(Beginning of Available records)

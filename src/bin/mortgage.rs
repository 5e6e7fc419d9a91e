//! Command line front end: daily balances, amortisation and overpayment
//! schedules from flags or a json settings file.

use anyhow::{bail, Context};
use clap::{Args, Parser, Subcommand, ValueEnum};
use serde_json::json;
use std::fs::File;
use std::io::BufWriter;
use std::path::{Path, PathBuf};
use std::process;

use mortgage_balance_rs::chrono::NaiveDate;
use mortgage_balance_rs::io::{write_amortization_csv, write_balance_csv, write_payment_day_csv};
use mortgage_balance_rs::report::{
    balance_summary, comparison_summary, format_currency, loan_summary,
};
use mortgage_balance_rs::{
    load_payments, parse_date, AmortizationSchedule, DailyBalanceEngine, Decimal,
    LoanConfiguration, LoanSettings, Money, OverpaymentSchedule, PaymentDayEngine, PaymentRecord,
    SafeTimeProvider, TimeSource, DATE_FORMAT,
};

/// Mortgage balance and repayment calculations
#[derive(Parser)]
#[command(
    name = "mortgage",
    version,
    about = "Mortgage balance and repayment calculations",
    long_about = "Track a mortgage balance day by day against the payments actually made, \
                  or project amortisation and overpayment schedules. Dates are DD/MM/YYYY, \
                  rates are percentages."
)]
struct Cli {
    #[command(subcommand)]
    command: Commands,

    /// Print a json summary instead of text
    #[arg(long, global = true)]
    json: bool,
}

#[derive(Subcommand)]
enum Commands {
    /// Outstanding balance from a payment history
    Balance(BalanceArgs),
    /// Contractual monthly repayment schedule
    Amortise(AmortiseArgs),
    /// Repayment schedule with a monthly overpayment
    Overpay(OverpayArgs),
}

#[derive(Debug, Clone, Copy, ValueEnum)]
enum Mode {
    /// one row per calendar day
    Daily,
    /// one row per payment
    PaymentDay,
}

/// loan terms, from a settings file and/or flags; flags win
#[derive(Args)]
struct LoanArgs {
    /// json settings file
    #[arg(long)]
    config: Option<PathBuf>,
    #[arg(long)]
    loan_amount: Option<Decimal>,
    /// fixed rate as a percentage, e.g. 4.55
    #[arg(long)]
    fixed_rate: Option<Decimal>,
    /// variable rate as a percentage
    #[arg(long)]
    variable_rate: Option<Decimal>,
    /// years at the fixed rate before the variable rate applies
    #[arg(long)]
    fixed_tenure: Option<u32>,
    /// DD/MM/YYYY, defaults to today
    #[arg(long)]
    start_date: Option<String>,
    /// term in years
    #[arg(long)]
    tenure: Option<u32>,
}

#[derive(Args)]
struct BalanceArgs {
    #[command(flatten)]
    loan: LoanArgs,
    /// payment_date,amount csv; falls back to payment_schedule in the settings file
    #[arg(long)]
    payments: Option<PathBuf>,
    #[arg(long, value_enum, default_value = "daily")]
    mode: Mode,
    /// DD/MM/YYYY balance date, defaults to today
    #[arg(long)]
    as_of: Option<String>,
    /// payment made on the balance date
    #[arg(long, default_value = "0")]
    as_of_payment: Decimal,
    /// write the schedule as csv
    #[arg(long)]
    output: Option<PathBuf>,
    /// compare against making no payments at all
    #[arg(long)]
    compare: bool,
}

#[derive(Args)]
struct AmortiseArgs {
    #[command(flatten)]
    loan: LoanArgs,
    #[arg(long)]
    output: Option<PathBuf>,
}

#[derive(Args)]
struct OverpayArgs {
    #[command(flatten)]
    loan: LoanArgs,
    /// extra paid every month on top of the contractual payment
    #[arg(long)]
    overpayment: Decimal,
    /// compare against the contractual schedule
    #[arg(long)]
    compare: bool,
    #[arg(long)]
    output: Option<PathBuf>,
}

fn today(time: &SafeTimeProvider) -> String {
    time.now().date_naive().format(DATE_FORMAT).to_string()
}

impl LoanArgs {
    fn settings(&self, time: &SafeTimeProvider) -> anyhow::Result<LoanSettings> {
        let mut settings = match &self.config {
            Some(path) => {
                let contents = std::fs::read_to_string(path)
                    .with_context(|| format!("reading settings from {}", path.display()))?;
                serde_json::from_str::<LoanSettings>(&contents)
                    .with_context(|| format!("parsing settings in {}", path.display()))?
            }
            None => LoanSettings {
                loan_amount: self
                    .loan_amount
                    .context("--loan-amount is required without --config")?,
                fixed_rate: None,
                variable_rate: None,
                fixed_tenure: None,
                start_date: today(time),
                tenure: self.tenure.context("--tenure is required without --config")?,
                day_count: Default::default(),
                payment_schedule: None,
            },
        };

        if let Some(amount) = self.loan_amount {
            settings.loan_amount = amount;
        }
        if let Some(rate) = self.fixed_rate {
            settings.fixed_rate = Some(rate);
        }
        if let Some(rate) = self.variable_rate {
            settings.variable_rate = Some(rate);
        }
        if let Some(years) = self.fixed_tenure {
            settings.fixed_tenure = Some(years);
        }
        if let Some(date) = &self.start_date {
            settings.start_date = date.clone();
        }
        if let Some(years) = self.tenure {
            settings.tenure = years;
        }

        Ok(settings)
    }

    fn configuration(&self, time: &SafeTimeProvider) -> anyhow::Result<LoanConfiguration> {
        Ok(self.settings(time)?.into_configuration()?)
    }
}

fn create_output(path: &Path) -> anyhow::Result<BufWriter<File>> {
    let file = File::create(path).with_context(|| format!("creating {}", path.display()))?;
    Ok(BufWriter::new(file))
}

fn print_lines(lines: Vec<String>) {
    println!("{}", lines.join("\n"));
}

/// a relative `payment_schedule` is read from beside the settings file
fn schedule_path(settings_file: Option<&Path>, schedule: &str) -> PathBuf {
    let schedule = Path::new(schedule);
    match settings_file.and_then(Path::parent) {
        Some(dir) if schedule.is_relative() => dir.join(schedule),
        _ => schedule.to_path_buf(),
    }
}

/// add the balance-date payment to the history, if one was made
fn with_as_of_payment(
    mut payments: Vec<PaymentRecord>,
    as_of: NaiveDate,
    amount: Decimal,
) -> anyhow::Result<Vec<PaymentRecord>> {
    if amount < Decimal::ZERO {
        bail!("--as-of-payment must not be negative, got {}", amount);
    }
    if !amount.is_zero() {
        payments.push(PaymentRecord::new(as_of, Money::from_decimal(amount)));
    }
    Ok(payments)
}

fn run_balance(args: BalanceArgs, as_json: bool, time: &SafeTimeProvider) -> anyhow::Result<()> {
    let settings = args.loan.settings(time)?;
    let payments_path = match (&args.payments, &settings.payment_schedule) {
        (Some(path), _) => path.clone(),
        (None, Some(path)) => schedule_path(args.loan.config.as_deref(), path),
        (None, None) => {
            bail!("--payments is required when the settings file names no payment_schedule")
        }
    };
    let config = settings.into_configuration()?;
    let payments = load_payments(&payments_path)
        .with_context(|| format!("loading payments from {}", payments_path.display()))?;

    let as_of = match &args.as_of {
        Some(date) => parse_date(date)?,
        None => time.now().date_naive(),
    };

    match args.mode {
        Mode::Daily => {
            let payments = with_as_of_payment(payments, as_of, args.as_of_payment)?;
            let schedule = DailyBalanceEngine::compute(&config, &payments)?;
            let comparison = if args.compare {
                Some(schedule.compare(&DailyBalanceEngine::baseline(&config)?))
            } else {
                None
            };

            if let Some(path) = &args.output {
                write_balance_csv(&schedule, create_output(path)?)?;
            }

            let balance_as_of = schedule.balance_on(as_of).map(|balance| balance.to_pence());
            if as_json {
                let value = json!({
                    "summary": schedule.summary(),
                    "as_of": as_of,
                    "balance_as_of": balance_as_of,
                    "comparison": comparison,
                });
                println!("{}", serde_json::to_string_pretty(&value)?);
            } else {
                print_lines(balance_summary(&schedule, comparison.as_ref()));
                if let Some(balance) = balance_as_of {
                    println!(
                        "• Balance on {}: {}",
                        as_of.format(DATE_FORMAT),
                        format_currency(balance)
                    );
                }
            }
        }
        Mode::PaymentDay => {
            let as_of_payment = Money::from_decimal(args.as_of_payment);
            let schedule = PaymentDayEngine::compute(&config, &payments, as_of, as_of_payment)?;

            if let Some(path) = &args.output {
                write_payment_day_csv(&schedule, create_output(path)?)?;
            }

            if as_json {
                let value = json!({
                    "as_of": schedule.as_of,
                    "balance": schedule.final_balance().to_pence(),
                    "total_interest": schedule.total_interest().to_pence(),
                    "payoff_date": schedule.payoff_date,
                    "entries": schedule.entries,
                });
                println!("{}", serde_json::to_string_pretty(&value)?);
            } else {
                println!(
                    "Balance on {}: {}",
                    schedule.as_of.format(DATE_FORMAT),
                    format_currency(schedule.final_balance())
                );
                println!("Interest charged: {}", format_currency(schedule.total_interest()));
            }
        }
    }

    Ok(())
}

fn run_amortise(args: AmortiseArgs, as_json: bool, time: &SafeTimeProvider) -> anyhow::Result<()> {
    let config = args.loan.configuration(time)?;
    let schedule = AmortizationSchedule::generate(&config)?;

    if let Some(path) = &args.output {
        write_amortization_csv(&schedule, create_output(path)?)?;
    }

    if as_json {
        let value = json!({
            "monthly_payment": schedule.initial_payment().to_pence(),
            "total_interest": schedule.total_interest.to_pence(),
            "total_payment": schedule.total_payment.to_pence(),
            "repayment_ratio": schedule.repayment_ratio(),
            "months": schedule.payments.len(),
        });
        println!("{}", serde_json::to_string_pretty(&value)?);
    } else {
        print_lines(loan_summary(&config, &schedule, None));
    }

    Ok(())
}

fn run_overpay(args: OverpayArgs, as_json: bool, time: &SafeTimeProvider) -> anyhow::Result<()> {
    let config = args.loan.configuration(time)?;
    let overpayment = Money::from_decimal(args.overpayment);
    let overpaid = OverpaymentSchedule::generate(&config, overpayment)?;

    if let Some(path) = &args.output {
        write_amortization_csv(&overpaid.schedule, create_output(path)?)?;
    }

    let comparison = if args.compare {
        Some(overpaid.compare(&AmortizationSchedule::generate(&config)?))
    } else {
        None
    };

    if as_json {
        let value = json!({
            "months": overpaid.months(),
            "total_interest": overpaid.total_interest().to_pence(),
            "total_payment": overpaid.schedule.total_payment.to_pence(),
            "repayment_ratio": overpaid.schedule.repayment_ratio(),
            "comparison": comparison,
        });
        println!("{}", serde_json::to_string_pretty(&value)?);
    } else {
        match &comparison {
            Some(comparison) => print_lines(comparison_summary(&config, comparison)),
            None => print_lines(loan_summary(&config, &overpaid.schedule, Some(overpayment))),
        }
    }

    Ok(())
}

fn main() {
    env_logger::init();
    let cli = Cli::parse();
    let time = SafeTimeProvider::new(TimeSource::System);

    let result = match cli.command {
        Commands::Balance(args) => run_balance(args, cli.json, &time),
        Commands::Amortise(args) => run_amortise(args, cli.json, &time),
        Commands::Overpay(args) => run_overpay(args, cli.json, &time),
    };

    if let Err(e) = result {
        eprintln!("error: {:#}", e);
        process::exit(1);
    }
}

(End of Available records)

Task to carry out
Give back the records word for word. Start at the first line, end at the line containing "use serde_json::json;", and include both.

Answer box
filename src/bin/mortgage.rs
repository 5e6e7fc419d9a91e
//! Command line front end: daily balances, amortisation and overpayment
//! schedules from flags or a json settings file.

use anyhow::{bail, Context};
use clap::{Args, Parser, Subcommand, ValueEnum};
use serde_json::json;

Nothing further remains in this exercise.